Stored entries
>>>>

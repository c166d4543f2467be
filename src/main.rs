use browser_agent::Cli;
use clap::Parser;
use std::error::Error;

#[tokio::main]
async fn main() -> Result<(), Box<dyn Error>> {
    let cli = Cli::parse();
    browser_agent::run(cli).await?;
    Ok(())
}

<<<<

**Task brief:** Copy the data exactly as it was presented.

**Written answer:**
repository c166d4543f2467be
filename src/main.rs
use browser_agent::Cli;
use clap::Parser;
use std::error::Error;

#[tokio::main]
async fn main() -> Result<(), Box<dyn Error>> {
    let cli = Cli::parse();
    browser_agent::run(cli).await?;
    Ok(())
}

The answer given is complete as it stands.